# The problem:
Return only the lines of the listing below that run from the line with "and shared by" through the line with "use std::time::Duration;", both ends included, exactly as written.

*** Opening of Record excerpts ***

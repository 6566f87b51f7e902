// This file is part of the terraform-provider-huaweicloud project
//
// Copyright (C) ANEO, 2024-2024. All rights reserved.
//
// Licensed under the Apache License, Version 2.0 (the "License")
// you may not use this file except in compliance with the License.
// You may obtain a copy of the License at
//
//     http://www.apache.org/licenses/LICENSE-2.0
//
// Unless required by applicable law or agreed to in writing, software
// distributed under the License is distributed on an "AS IS" BASIS,
// WITHOUT WARRANTIES OR CONDITIONS OF ANY KIND, either express or implied.
// See the License for the specific language governing permissions and
// limitations under the License.

//! Signed REST client
//!
//! A [`Client`] is built once when the provider is configured and shared by
//! every resource through a [`ClientHandle`]. Per-service calls go through a
//! [`ServiceClient`], bound to a region and its project.

use std::collections::{BTreeMap, HashMap};
use std::sync::{Arc, Mutex, PoisonError, RwLock};
use std::time::Duration;

use reqwest::{header::AUTHORIZATION, Method, StatusCode};
use serde_json::Value as Json;
use time::OffsetDateTime;
use tokio::sync::OnceCell;
use tracing::{debug, info, warn};
use url::Url;

use tf_provider::Diagnostics;
use tf_provider::value::{Value, ValueString};

use crate::config::Config;
use crate::wait::StateChangeConf;

mod error;
pub mod signer;

pub use error::ApiError;
use signer::{sdk_date, Signer, HEADER_DATE};

pub const USER_AGENT: &str = "terraform-provider-iac";

/// Requests that take longer are aborted
const REQUEST_TIMEOUT: Duration = Duration::from_secs(300);

#[derive(Debug)]
pub struct Client {
    config: Config,
    http: reqwest::Client,
    signer: Signer,
    projects: Mutex<HashMap<String, Arc<OnceCell<String>>>>,
    backoff_unit: Duration,
    poll_interval: Option<Duration>,
}

impl Client {
    pub fn new(config: Config) -> Result<Self, ApiError> {
        let http = reqwest::Client::builder()
            .user_agent(USER_AGENT)
            .danger_accept_invalid_certs(config.insecure)
            .timeout(REQUEST_TIMEOUT)
            .build()?;

        let mut projects = HashMap::new();
        if let Some(project_id) = &config.project_id {
            projects.insert(
                config.region.clone(),
                Arc::new(OnceCell::from(project_id.clone())),
            );
        }

        Ok(Self {
            signer: Signer::new(&config.access_key, &config.secret_key),
            config,
            http,
            projects: Mutex::new(projects),
            backoff_unit: Duration::from_secs(60),
            poll_interval: None,
        })
    }

    /// Change the unit of the back-off on throttled requests (one minute by default)
    pub fn with_backoff_unit(mut self, unit: Duration) -> Self {
        self.backoff_unit = unit;
        self
    }

    /// Poll every wait loop at a fixed pace, without initial delay
    pub fn with_poll_interval(mut self, interval: Duration) -> Self {
        self.poll_interval = Some(interval);
        self
    }

    /// Apply the pace of the client to a wait loop
    pub fn pace(&self, mut conf: StateChangeConf) -> StateChangeConf {
        if let Some(interval) = self.poll_interval {
            conf.delay = Duration::ZERO;
            conf.poll_interval = interval;
            conf.min_timeout = Duration::ZERO;
        }
        conf
    }

    pub fn config(&self) -> &Config {
        &self.config
    }

    /// Region of a resource, falling back on the provider region
    pub fn region<'a>(&'a self, region: &'a ValueString<'_>) -> &'a str {
        crate::utils::region_or(region, &self.config.region)
    }

    /// Project of a region
    ///
    /// Projects are looked up by name through IAM and cached for the lifetime of the client.
    /// Concurrent lookups of the same region share a single request.
    pub async fn project_id(&self, region: &str) -> Result<String, ApiError> {
        let cell = self.project_cell(region);
        cell.get_or_try_init(|| self.lookup_project(region))
            .await
            .cloned()
    }

    fn project_cell(&self, region: &str) -> Arc<OnceCell<String>> {
        let mut projects = self.projects.lock().unwrap_or_else(PoisonError::into_inner);
        projects.entry(region.to_owned()).or_default().clone()
    }

    async fn lookup_project(&self, region: &str) -> Result<String, ApiError> {
        info!(region, "Load project id");
        let url = Url::parse_with_params(
            &format!("{}/projects", self.config.auth_url),
            &[("name", region)],
        )?;
        let response = self.send(Method::GET, url, None, None).await?;

        let mut found = None;
        for project in response
            .get("projects")
            .and_then(Json::as_array)
            .into_iter()
            .flatten()
        {
            let (Some(name), Some(id)) = (
                project.get("name").and_then(Json::as_str),
                project.get("id").and_then(Json::as_str),
            ) else {
                continue;
            };
            if name == region {
                found = Some(id.to_owned());
            } else {
                // other regions listed in the answer are cached as well
                _ = self.project_cell(name).set(id.to_owned());
            }
        }

        found.ok_or_else(|| {
            ApiError::Other(format!("Wrong name or no access to the region: {region}"))
        })
    }

    /// Client for a service in a region
    pub async fn service(&self, service: &str, region: &str) -> Result<ServiceClient<'_>, ApiError> {
        let project_id = self.project_id(region).await?;
        Ok(ServiceClient {
            client: self,
            endpoint: self.config.endpoint(service, region),
            region: region.to_owned(),
            project_id,
        })
    }

    /// Client for a service, reporting failures as diagnostics
    pub async fn connect(
        &self,
        diags: &mut Diagnostics,
        service: &str,
        region: &str,
    ) -> Option<ServiceClient<'_>> {
        match self.service(service, region).await {
            Ok(service) => Some(service),
            Err(err) => {
                diags.root_error(
                    format!("Failed to create the `{service}` client"),
                    err.to_string(),
                );
                None
            }
        }
    }

    pub(crate) async fn send(
        &self,
        method: Method,
        url: Url,
        body: Option<&Json>,
        project_id: Option<&str>,
    ) -> Result<Json, ApiError> {
        let body = body.map(serde_json::to_vec).transpose()?.unwrap_or_default();
        let mut retries = 0;
        loop {
            let request = self.sign(method.clone(), &url, &body, project_id)?;
            debug!(%method, %url, "Send request");
            let response = self.http.execute(request).await?;
            let status = response.status();

            if status == StatusCode::TOO_MANY_REQUESTS && retries < self.config.max_retries {
                let minutes = 2u32.saturating_pow(retries).min(30);
                warn!(%url, minutes, "Received StatusTooManyRequests response code, backing off");
                tokio::time::sleep(self.backoff_unit * minutes).await;
                retries += 1;
                continue;
            }

            let bytes = response.bytes().await?;
            if !status.is_success() {
                debug!(%method, %url, %status, "Request failed");
                return Err(ApiError::from_response(
                    status.as_u16(),
                    method.as_str(),
                    url.as_str(),
                    &bytes,
                ));
            }
            if bytes.iter().all(u8::is_ascii_whitespace) {
                return Ok(Json::Null);
            }
            return Ok(serde_json::from_slice(&bytes)?);
        }
    }

    fn sign(
        &self,
        method: Method,
        url: &Url,
        body: &[u8],
        project_id: Option<&str>,
    ) -> Result<reqwest::Request, ApiError> {
        let host = match (url.host_str(), url.port()) {
            (Some(host), Some(port)) => format!("{host}:{port}"),
            (Some(host), None) => host.to_owned(),
            (None, _) => return Err(ApiError::Other(format!("missing host in `{url}`"))),
        };

        let mut headers = BTreeMap::from([
            ("Host".to_owned(), host),
            (HEADER_DATE.to_owned(), sdk_date(OffsetDateTime::now_utc())?),
        ]);
        if !body.is_empty() {
            headers.insert("Content-Type".to_owned(), "application/json".to_owned());
        }
        match (project_id, &self.config.domain_id) {
            (Some(project_id), _) => {
                headers.insert("X-Project-Id".to_owned(), project_id.to_owned());
            }
            (None, Some(domain_id)) => {
                headers.insert("X-Domain-Id".to_owned(), domain_id.clone());
            }
            (None, None) => (),
        }
        if let Some(token) = &self.config.security_token {
            headers.insert("X-Security-Token".to_owned(), token.clone());
        }

        let authorization = self
            .signer
            .authorization(method.as_str(), url, &headers, body)?;

        let mut builder = self
            .http
            .request(method, url.clone())
            .header(AUTHORIZATION, authorization);
        for (name, value) in headers.iter().filter(|(name, _)| *name != "Host") {
            builder = builder.header(name.as_str(), value.as_str());
        }
        if !body.is_empty() {
            builder = builder.body(body.to_vec());
        }
        Ok(builder.build()?)
    }
}

/// Client bound to a service endpoint and a project
#[derive(Debug, Clone)]
pub struct ServiceClient<'c> {
    client: &'c Client,
    endpoint: String,
    region: String,
    project_id: String,
}

impl ServiceClient<'_> {
    pub fn project_id(&self) -> &str {
        &self.project_id
    }

    pub fn region(&self) -> &str {
        &self.region
    }

    pub fn config(&self) -> &Config {
        self.client.config()
    }

    /// Resolve a path relative to the service endpoint
    ///
    /// `{project_id}` placeholders are replaced by the project of the client.
    pub fn url(&self, path: &str, query: &[(&str, &str)]) -> Result<Url, ApiError> {
        let path = path.replace("{project_id}", &self.project_id);
        let mut url = Url::parse(&self.endpoint)?.join(path.trim_start_matches('/'))?;
        if !query.is_empty() {
            url.query_pairs_mut().extend_pairs(query);
        }
        Ok(url)
    }

    pub async fn request(
        &self,
        method: Method,
        path: &str,
        query: &[(&str, &str)],
        body: Option<&Json>,
    ) -> Result<Json, ApiError> {
        let url = self.url(path, query)?;
        self.client
            .send(method, url, body, Some(&self.project_id))
            .await
    }

    pub async fn get(&self, path: &str) -> Result<Json, ApiError> {
        self.request(Method::GET, path, &[], None).await
    }

    pub async fn list(&self, path: &str, query: &[(&str, &str)]) -> Result<Json, ApiError> {
        self.request(Method::GET, path, query, None).await
    }

    pub async fn post(&self, path: &str, body: &Json) -> Result<Json, ApiError> {
        self.request(Method::POST, path, &[], Some(body)).await
    }

    pub async fn put(&self, path: &str, body: &Json) -> Result<Json, ApiError> {
        self.request(Method::PUT, path, &[], Some(body)).await
    }

    pub async fn delete(&self, path: &str) -> Result<Json, ApiError> {
        self.request(Method::DELETE, path, &[], None).await
    }
}

/// Client shared between the provider and its resources
///
/// The client only exists once the provider has been configured.
#[derive(Debug, Clone, Default)]
pub struct ClientHandle(Arc<RwLock<Option<Arc<Client>>>>);

impl ClientHandle {
    pub fn set(&self, client: Client) {
        let mut guard = self.0.write().unwrap_or_else(PoisonError::into_inner);
        *guard = Some(Arc::new(client));
    }

    pub fn client(&self) -> Option<Arc<Client>> {
        self.0
            .read()
            .unwrap_or_else(PoisonError::into_inner)
            .clone()
    }

    /// Get the client, reporting an error if the provider has not been configured
    pub fn get(&self, diags: &mut Diagnostics) -> Option<Arc<Client>> {
        let client = self.client();
        if client.is_none() {
            diags.root_error(
                "Provider is not configured",
                "The provider must be configured before resources or data sources can be used.",
            );
        }
        client
    }

    /// Default the region of a planned resource to the provider region
    pub fn plan_region(&self, region: &mut ValueString<'_>) {
        if region.is_null() {
            *region = match self.client() {
                Some(client) => Value::Value(client.config().region.clone().into()),
                None => Value::Unknown,
            };
        }
    }

    /// Default the enterprise project of a planned resource to the provider one
    ///
    /// Without a provider default, the project is only known after creation.
    pub fn plan_enterprise_project(&self, enterprise_project_id: &mut ValueString<'_>) {
        if enterprise_project_id.is_null() {
            *enterprise_project_id = self
                .client()
                .and_then(|client| client.config().enterprise_project_id.clone())
                .map_or(Value::Unknown, |id| Value::Value(id.into()));
        }
    }
}
/// One step of the deletion loop: check the subnet still exists, then try to delete it
async fn delete_step(
    service: &ServiceClient<'_>,
    vpc_id: &str,
    id: &str,
) -> anyhow::Result<Refreshed<()>> {
    let active = Ok(Refreshed::State((), "ACTIVE".to_owned()));
    match service.get(&subnet_path(id)).await {
        Ok(_) => (),
        Err(err) if err.is_not_found() => {
            info!(id, "Successfully deleted subnet");
            return Ok(Refreshed::Gone);
        }
        // flow control or temporary permission errors
        Err(err) if err.has_status(&[500, 403]) => {
            debug!(id, %err, "Failed to get subnet, retrying");
            return active;
        }
        Err(err) => return Err(err.into()),
    }

    match service
        .delete(&format!("/v1/{{project_id}}/vpcs/{vpc_id}/subnets/{id}"))
        .await
    {
        Ok(_) => active,
        Err(err) if err.has_status(&[404, 400]) => {
            info!(id, "Successfully deleted subnet");
            Ok(Refreshed::Gone)
        }
        Err(err) if err.has_status(&[500, 409]) => {
            debug!(id, %err, "Failed to delete subnet, retrying");
            active
        }
        Err(err) => Err(err.into()),
    }
}

#[derive(Debug, Default, Clone)]
pub struct SubnetResource {
    client: ClientHandle,
}

impl SubnetResource {
    pub fn new(client: ClientHandle) -> Self {
        Self { client }
    }

    async fn refresh<'a>(
        &self,
        diags: &mut Diagnostics,
        client: &Client,
        mut state: SubnetState<'a>,
    ) -> Option<Value<SubnetState<'a>>> {
        let region = client.region(&state.region).to_owned();
        let service = client.connect(diags, SERVICE, &region).await?;
        let id = state.id.as_str().to_owned();

        let subnet = match service.get(&subnet_path(&id)).await {
            Ok(response) => response["subnet"].clone(),
            Err(err) => return check_deleted(diags, err, "Failed to read the subnet"),
        };
        state.flatten(&subnet, &region);

        match tags::get(&service, &tags_path(&id)).await {
            Ok(tags) => state.tags = tags::flatten(tags),
            Err(err) => warn!(id, %err, "Failed to fetch the tags of the subnet"),
        }
        Some(Value::Value(state))
    }
}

*** Close of Record excerpts ***

# Response:
//! A [`Client`] is built once when the provider is configured and shared by
//! every resource through a [`ClientHandle`]. Per-service calls go through a
//! [`ServiceClient`], bound to a region and its project.

use std::collections::{BTreeMap, HashMap};
use std::sync::{Arc, Mutex, PoisonError, RwLock};
use std::time::Duration;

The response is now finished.